§ **EXTRACTED INFORMATION**

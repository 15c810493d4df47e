//! Order repository.

use chrono::{DateTime, Utc};
use rust_decimal::Decimal;
use sqlx::{FromRow, PgPool};

use marigold_core::{OrderId, Totals, UserId};

use super::RepositoryError;
use crate::models::order::{Order, OrderItem, OrderStatus, OrderWithItems, ShippingAddress};

/// Raw `orders` row; converted into [`Order`] after status parsing.
#[derive(FromRow)]
struct OrderRow {
    id: OrderId,
    user_id: UserId,
    status: String,
    subtotal: Decimal,
    shipping: Decimal,
    tax: Decimal,
    discount: Decimal,
    total: Decimal,
    ship_name: String,
    ship_line1: String,
    ship_line2: Option<String>,
    ship_city: String,
    ship_state: String,
    ship_pincode: String,
    created_at: DateTime<Utc>,
    updated_at: DateTime<Utc>,
}

impl TryFrom<OrderRow> for Order {
    type Error = RepositoryError;

    fn try_from(row: OrderRow) -> Result<Self, Self::Error> {
        let status: OrderStatus = row
            .status
            .parse()
            .map_err(RepositoryError::DataCorruption)?;

        Ok(Self {
            id: row.id,
            user_id: row.user_id,
            status,
            subtotal: row.subtotal,
            shipping: row.shipping,
            tax: row.tax,
            discount: row.discount,
            total: row.total,
            address: ShippingAddress {
                name: row.ship_name,
                line1: row.ship_line1,
                line2: row.ship_line2,
                city: row.ship_city,
                state: row.ship_state,
                pincode: row.ship_pincode,
            },
            created_at: row.created_at,
            updated_at: row.updated_at,
        })
    }
}

const SELECT_ORDER: &str = r"
    SELECT id, user_id, status, subtotal, shipping, tax, discount, total,
           ship_name, ship_line1, ship_line2, ship_city, ship_state, ship_pincode,
           created_at, updated_at
    FROM orders
";

/// A line to persist; already sanitized by the order service.
#[derive(Debug, Clone)]
pub struct NewOrderItem {
    pub product_id: Option<marigold_core::ProductId>,
    pub title: String,
    pub price: Decimal,
    pub quantity: i32,
    pub color: Option<String>,
    pub size: Option<String>,
    pub image: Option<String>,
}

/// Repository for order database operations.
pub struct OrderRepository<'a> {
    pool: &'a PgPool,
}

impl<'a> OrderRepository<'a> {
    /// Create a new order repository.
    #[must_use]
    pub const fn new(pool: &'a PgPool) -> Self {
        Self { pool }
    }

    /// Persist an order with its lines in one transaction.
    ///
    /// # Errors
    ///
    /// Returns `RepositoryError::Database` if any statement fails; the
    /// transaction rolls back and nothing is persisted.
    pub async fn create(
        &self,
        user_id: UserId,
        address: &ShippingAddress,
        items: &[NewOrderItem],
        totals: &Totals,
    ) -> Result<OrderWithItems, RepositoryError> {
        let mut tx = self.pool.begin().await?;

        let row = sqlx::query_as::<_, OrderRow>(
            r"
            INSERT INTO orders (user_id, status, subtotal, shipping, tax, discount, total,
                                ship_name, ship_line1, ship_line2, ship_city, ship_state,
                                ship_pincode)
            VALUES ($1, $2, $3, $4, $5, $6, $7, $8, $9, $10, $11, $12, $13)
            RETURNING id, user_id, status, subtotal, shipping, tax, discount, total,
                      ship_name, ship_line1, ship_line2, ship_city, ship_state, ship_pincode,
                      created_at, updated_at
            ",
        )
        .bind(user_id)
        .bind(OrderStatus::Placed.as_str())
        .bind(totals.subtotal)
        .bind(totals.shipping)
        .bind(totals.tax)
        .bind(totals.discount)
        .bind(totals.total)
        .bind(&address.name)
        .bind(&address.line1)
        .bind(&address.line2)
        .bind(&address.city)
        .bind(&address.state)
        .bind(&address.pincode)
        .fetch_one(&mut *tx)
        .await?;

        let order: Order = row.try_into()?;

        let mut persisted_items = Vec::with_capacity(items.len());
        for item in items {
            let persisted = sqlx::query_as::<_, OrderItem>(
                r"
                INSERT INTO order_items (order_id, product_id, title, price, quantity,
                                         color, size, image)
                VALUES ($1, $2, $3, $4, $5, $6, $7, $8)
                RETURNING id, order_id, product_id, title, price, quantity, color, size, image
                ",
            )
            .bind(order.id)
            .bind(item.product_id)
            .bind(&item.title)
            .bind(item.price)
            .bind(item.quantity)
            .bind(&item.color)
            .bind(&item.size)
            .bind(&item.image)
            .fetch_one(&mut *tx)
            .await?;

            persisted_items.push(persisted);
        }

        tx.commit().await?;

        Ok(OrderWithItems {
            order,
            items: persisted_items,
        })
    }

    /// Get one order with its lines.
    ///
    /// # Errors
    ///
    /// Returns `RepositoryError::Database` if the query fails.
    pub async fn get_with_items(
        &self,
        id: OrderId,
    ) -> Result<Option<OrderWithItems>, RepositoryError> {
        let row = sqlx::query_as::<_, OrderRow>(&format!("{SELECT_ORDER} WHERE id = $1"))
            .bind(id)
            .fetch_optional(self.pool)
            .await?;

        let Some(row) = row else {
            return Ok(None);
        };
        let order: Order = row.try_into()?;

        let items = self.items_for(order.id).await?;
        Ok(Some(OrderWithItems { order, items }))
    }

    /// List a user's orders, newest first.
    ///
    /// # Errors
    ///
    /// Returns `RepositoryError::Database` if the query fails.
    pub async fn list_for_user(&self, user_id: UserId) -> Result<Vec<Order>, RepositoryError> {
        let rows = sqlx::query_as::<_, OrderRow>(&format!(
            "{SELECT_ORDER} WHERE user_id = $1 ORDER BY created_at DESC, id DESC"
        ))
        .bind(user_id)
        .fetch_all(self.pool)
        .await?;

        rows.into_iter().map(Order::try_from).collect()
    }

    /// List all orders, newest first (admin view).
    ///
    /// # Errors
    ///
    /// Returns `RepositoryError::Database` if the query fails.
    pub async fn list_all(&self, limit: i64, offset: i64) -> Result<Vec<Order>, RepositoryError> {
        let rows = sqlx::query_as::<_, OrderRow>(&format!(
            "{SELECT_ORDER} ORDER BY created_at DESC, id DESC LIMIT $1 OFFSET $2"
        ))
        .bind(limit)
        .bind(offset)
        .fetch_all(self.pool)
        .await?;

        rows.into_iter().map(Order::try_from).collect()
    }

    /// Update an order's fulfillment status.
    ///
    /// # Errors
    ///
    /// Returns `RepositoryError::NotFound` if the order doesn't exist.
    /// Returns `RepositoryError::Database` for other database errors.
    pub async fn update_status(
        &self,
        id: OrderId,
        status: OrderStatus,
    ) -> Result<(), RepositoryError> {
        let result = sqlx::query(
            r"
            UPDATE orders
            SET status = $2, updated_at = now()
            WHERE id = $1
            ",
        )
        .bind(id)
        .bind(status.as_str())
        .execute(self.pool)
        .await?;

        if result.rows_affected() == 0 {
            return Err(RepositoryError::NotFound);
        }

        Ok(())
    }

    /// Lines for one order, in insertion order.
    async fn items_for(&self, order_id: OrderId) -> Result<Vec<OrderItem>, RepositoryError> {
        let items = sqlx::query_as::<_, OrderItem>(
            r"
            SELECT id, order_id, product_id, title, price, quantity, color, size, image
            FROM order_items
            WHERE order_id = $1
            ORDER BY id ASC
            ",
        )
        .bind(order_id)
        .fetch_all(self.pool)
        .await?;

        Ok(items)
    }
}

§ **ABOUT THIS EXERCISE**
Here you need to write out the listing above exactly, from its first line to its last.

§ **RESPONSE AREA**
repository 15c810493d4df47e
//! Order repository.

use chrono::{DateTime, Utc};
use rust_decimal::Decimal;
use sqlx::{FromRow, PgPool};

use marigold_core::{OrderId, Totals, UserId};

use super::RepositoryError;
use crate::models::order::{Order, OrderItem, OrderStatus, OrderWithItems, ShippingAddress};

/// Raw `orders` row; converted into [`Order`] after status parsing.
#[derive(FromRow)]
struct OrderRow {
    id: OrderId,
    user_id: UserId,
    status: String,
    subtotal: Decimal,
    shipping: Decimal,
    tax: Decimal,
    discount: Decimal,
    total: Decimal,
    ship_name: String,
    ship_line1: String,
    ship_line2: Option<String>,
    ship_city: String,
    ship_state: String,
    ship_pincode: String,
    created_at: DateTime<Utc>,
    updated_at: DateTime<Utc>,
}

impl TryFrom<OrderRow> for Order {
    type Error = RepositoryError;

    fn try_from(row: OrderRow) -> Result<Self, Self::Error> {
        let status: OrderStatus = row
            .status
            .parse()
            .map_err(RepositoryError::DataCorruption)?;

        Ok(Self {
            id: row.id,
            user_id: row.user_id,
            status,
            subtotal: row.subtotal,
            shipping: row.shipping,
            tax: row.tax,
            discount: row.discount,
            total: row.total,
            address: ShippingAddress {
                name: row.ship_name,
                line1: row.ship_line1,
                line2: row.ship_line2,
                city: row.ship_city,
                state: row.ship_state,
                pincode: row.ship_pincode,
            },
            created_at: row.created_at,
            updated_at: row.updated_at,
        })
    }
}

const SELECT_ORDER: &str = r"
    SELECT id, user_id, status, subtotal, shipping, tax, discount, total,
           ship_name, ship_line1, ship_line2, ship_city, ship_state, ship_pincode,
           created_at, updated_at
    FROM orders
";

/// A line to persist; already sanitized by the order service.
#[derive(Debug, Clone)]
pub struct NewOrderItem {
    pub product_id: Option<marigold_core::ProductId>,
    pub title: String,
    pub price: Decimal,
    pub quantity: i32,
    pub color: Option<String>,
    pub size: Option<String>,
    pub image: Option<String>,
}

/// Repository for order database operations.
pub struct OrderRepository<'a> {
    pool: &'a PgPool,
}

impl<'a> OrderRepository<'a> {
    /// Create a new order repository.
    #[must_use]
    pub const fn new(pool: &'a PgPool) -> Self {
        Self { pool }
    }

    /// Persist an order with its lines in one transaction.
    ///
    /// # Errors
    ///
    /// Returns `RepositoryError::Database` if any statement fails; the
    /// transaction rolls back and nothing is persisted.
    pub async fn create(
        &self,
        user_id: UserId,
        address: &ShippingAddress,
        items: &[NewOrderItem],
        totals: &Totals,
    ) -> Result<OrderWithItems, RepositoryError> {
        let mut tx = self.pool.begin().await?;

        let row = sqlx::query_as::<_, OrderRow>(
            r"
            INSERT INTO orders (user_id, status, subtotal, shipping, tax, discount, total,
                                ship_name, ship_line1, ship_line2, ship_city, ship_state,
                                ship_pincode)
            VALUES ($1, $2, $3, $4, $5, $6, $7, $8, $9, $10, $11, $12, $13)
            RETURNING id, user_id, status, subtotal, shipping, tax, discount, total,
                      ship_name, ship_line1, ship_line2, ship_city, ship_state, ship_pincode,
                      created_at, updated_at
            ",
        )
        .bind(user_id)
        .bind(OrderStatus::Placed.as_str())
        .bind(totals.subtotal)
        .bind(totals.shipping)
        .bind(totals.tax)
        .bind(totals.discount)
        .bind(totals.total)
        .bind(&address.name)
        .bind(&address.line1)
        .bind(&address.line2)
        .bind(&address.city)
        .bind(&address.state)
        .bind(&address.pincode)
        .fetch_one(&mut *tx)
        .await?;

        let order: Order = row.try_into()?;

        let mut persisted_items = Vec::with_capacity(items.len());
        for item in items {
            let persisted = sqlx::query_as::<_, OrderItem>(
                r"
                INSERT INTO order_items (order_id, product_id, title, price, quantity,
                                         color, size, image)
                VALUES ($1, $2, $3, $4, $5, $6, $7, $8)
                RETURNING id, order_id, product_id, title, price, quantity, color, size, image
                ",
            )
            .bind(order.id)
            .bind(item.product_id)
            .bind(&item.title)
            .bind(item.price)
            .bind(item.quantity)
            .bind(&item.color)
            .bind(&item.size)
            .bind(&item.image)
            .fetch_one(&mut *tx)
            .await?;

            persisted_items.push(persisted);
        }

        tx.commit().await?;

        Ok(OrderWithItems {
            order,
            items: persisted_items,
        })
    }

    /// Get one order with its lines.
    ///
    /// # Errors
    ///
    /// Returns `RepositoryError::Database` if the query fails.
    pub async fn get_with_items(
        &self,
        id: OrderId,
    ) -> Result<Option<OrderWithItems>, RepositoryError> {
        let row = sqlx::query_as::<_, OrderRow>(&format!("{SELECT_ORDER} WHERE id = $1"))
            .bind(id)
            .fetch_optional(self.pool)
            .await?;

        let Some(row) = row else {
            return Ok(None);
        };
        let order: Order = row.try_into()?;

        let items = self.items_for(order.id).await?;
        Ok(Some(OrderWithItems { order, items }))
    }

    /// List a user's orders, newest first.
    ///
    /// # Errors
    ///
    /// Returns `RepositoryError::Database` if the query fails.
    pub async fn list_for_user(&self, user_id: UserId) -> Result<Vec<Order>, RepositoryError> {
        let rows = sqlx::query_as::<_, OrderRow>(&format!(
            "{SELECT_ORDER} WHERE user_id = $1 ORDER BY created_at DESC, id DESC"
        ))
        .bind(user_id)
        .fetch_all(self.pool)
        .await?;

        rows.into_iter().map(Order::try_from).collect()
    }

    /// List all orders, newest first (admin view).
    ///
    /// # Errors
    ///
    /// Returns `RepositoryError::Database` if the query fails.
    pub async fn list_all(&self, limit: i64, offset: i64) -> Result<Vec<Order>, RepositoryError> {
        let rows = sqlx::query_as::<_, OrderRow>(&format!(
            "{SELECT_ORDER} ORDER BY created_at DESC, id DESC LIMIT $1 OFFSET $2"
        ))
        .bind(limit)
        .bind(offset)
        .fetch_all(self.pool)
        .await?;

        rows.into_iter().map(Order::try_from).collect()
    }

    /// Update an order's fulfillment status.
    ///
    /// # Errors
    ///
    /// Returns `RepositoryError::NotFound` if the order doesn't exist.
    /// Returns `RepositoryError::Database` for other database errors.
    pub async fn update_status(
        &self,
        id: OrderId,
        status: OrderStatus,
    ) -> Result<(), RepositoryError> {
        let result = sqlx::query(
            r"
            UPDATE orders
            SET status = $2, updated_at = now()
            WHERE id = $1
            ",
        )
        .bind(id)
        .bind(status.as_str())
        .execute(self.pool)
        .await?;

        if result.rows_affected() == 0 {
            return Err(RepositoryError::NotFound);
        }

        Ok(())
    }

    /// Lines for one order, in insertion order.
    async fn items_for(&self, order_id: OrderId) -> Result<Vec<OrderItem>, RepositoryError> {
        let items = sqlx::query_as::<_, OrderItem>(
            r"
            SELECT id, order_id, product_id, title, price, quantity, color, size, image
            FROM order_items
            WHERE order_id = $1
            ORDER BY id ASC
            ",
        )
        .bind(order_id)
        .fetch_all(self.pool)
        .await?;

        Ok(items)
    }
}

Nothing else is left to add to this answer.